Trend crescente anche in Italia
Anche in Italia il tumore della prostata sta mostrando un trend di forte crescita. I dati più aggiornati, cioè relativi al 2023, dicono che questo cancro ha colpito l’anno scorso 41.100 uomini. Si registra un incremento di nuovi casi l’anno nell’ultimo triennio del 14%. Erano infatti “solo” 36mila nel 2020. La buona notizia è che più del 60% dei pazienti riesce a sconfiggere definitivamente il carcinoma. Numeri importanti e che evidenziano come l’innovazione sia riuscita a garantire trattamenti efficaci per tutti i malati, anche quelli interessati dalle forme più gravi del tumore. Certo, molto dipende dallo stadio in cui viene identificata la malattia.
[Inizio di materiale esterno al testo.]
//! Trait definitions organizing EDGAR operations by area.
//!
//! The clerk's work splits into two domains: resolving company names to CIKs and
//! walking a company's filings down to the values in their XBRL instance
//! documents. The `Edgar` client implements both traits.
//!
//! Users typically interact with the `Edgar` struct or a
//! [`FilingsClerk`](crate::FilingsClerk) directly, but the traits make the API
//! surface easy to discover and to substitute in tests.

use super::company::CikMap;
use super::error::Result;
use super::filings::ResolvedFilings;
use super::options::{AmendmentPolicy, FilingType};
use super::parsing::documents::DocumentsPage;
use super::table::{FilingRecord, FilingTable};
use async_trait::async_trait;
use std::collections::{BTreeSet, HashMap};
use std::sync::Arc;

/// Operations on the company name to CIK registry.
#[async_trait]
pub trait CompanyOperations {
    /// Returns the name to CIK mapping, downloading it on first use.
    async fn cik_registry(&self) -> Result<Arc<CikMap>>;
    /// Downloads the mapping again and replaces the cached copy.
    async fn reload_cik_registry(&self) -> Result<Arc<CikMap>>;
    /// Returns the entries whose name contains `query`, ignoring case.
    async fn cik_lookup(&self, query: &str) -> Result<CikMap>;
}

/// Operations for walking a company's filings down to their XBRL values.
///
/// The steps can be driven one by one or through
/// [`filing_data`](FilingOperations::filing_data), which runs the whole pipeline
/// for a single filing type.
#[async_trait]
pub trait FilingOperations {
    /// Absolute URLs of the documents pages listed on a company's browse page.
    async fn documents_page_links(&self, cik: &str, filing_type: FilingType)
    -> Result<Vec<String>>;
    /// Documents page links for several filing types, keyed by type.
    async fn documents_page_links_by_type(
        &self,
        cik: &str,
        filing_types: &[FilingType],
    ) -> Result<HashMap<FilingType, Vec<String>>>;
    /// Fetches and parses a documents page. `None` when the page is unavailable.
    async fn documents_page(&self, url: &str) -> Result<Option<DocumentsPage>>;
    /// Resolves documents pages to one instance document per reporting period.
    async fn resolve_filings(
        &self,
        links: &[String],
        policy: AmendmentPolicy,
    ) -> Result<ResolvedFilings>;
    /// Extracts the requested tags from an instance document.
    async fn extract_filing(&self, url: &str, tags: &[&str]) -> Result<Option<FilingRecord>>;
    /// Extracts the requested tags from every resolved filing into a table.
    async fn filing_table(&self, filings: &ResolvedFilings, tags: &[&str])
    -> Result<FilingTable>;
    /// Runs the full pipeline for one company and filing type.
    async fn filing_data(
        &self,
        cik: &str,
        filing_type: FilingType,
        tags: &[&str],
    ) -> Result<FilingTable>;
    /// Distinct element names found in the first `num_links` instance documents.
    async fn unique_tags(
        &self,
        filings: &ResolvedFilings,
        num_links: usize,
    ) -> Result<BTreeSet<String>>;
}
E, in questo caso, va ricordata ancora una volta l’importanza – dopo una certa età – di sottoporsi a screening e visite specialistiche periodiche: senza eccedere ma rispettando la cadenza consigliata dagli esperti.
Screening, le nuove raccomandazioni della Ue sui tumori
Sul proprio sito il Ministero della Salute ricorda che le nuove raccomandazioni del Consiglio Europeo sugli screening oncologici raccomandano per il carcinoma della prostata, che i Paesi membri adottino un approccio graduale avviando sperimentazioni e progetti pilota mirati a valutare la fattibilità dell’attuazione di programmi organizzati di screening attraverso l’analisi del PSA per gli uomini fino a 70 anni, in combinazione con un Imaging a Risonanza Magnetica (MRI) come test di follow-up, e a reindirizzare le attività di screening opportunistico. “Al momento, in Italia nel nostro Paese l’analisi del PSA è diffusamente utilizzata nell’ambito di un’offerta opportunistica, anche in fasce di età anziane, ma lo screening per il tumore della prostata non rientra tra quelli organizzati dal Sistema Sanitario Nazionale”, conclude il Ministero della Salute.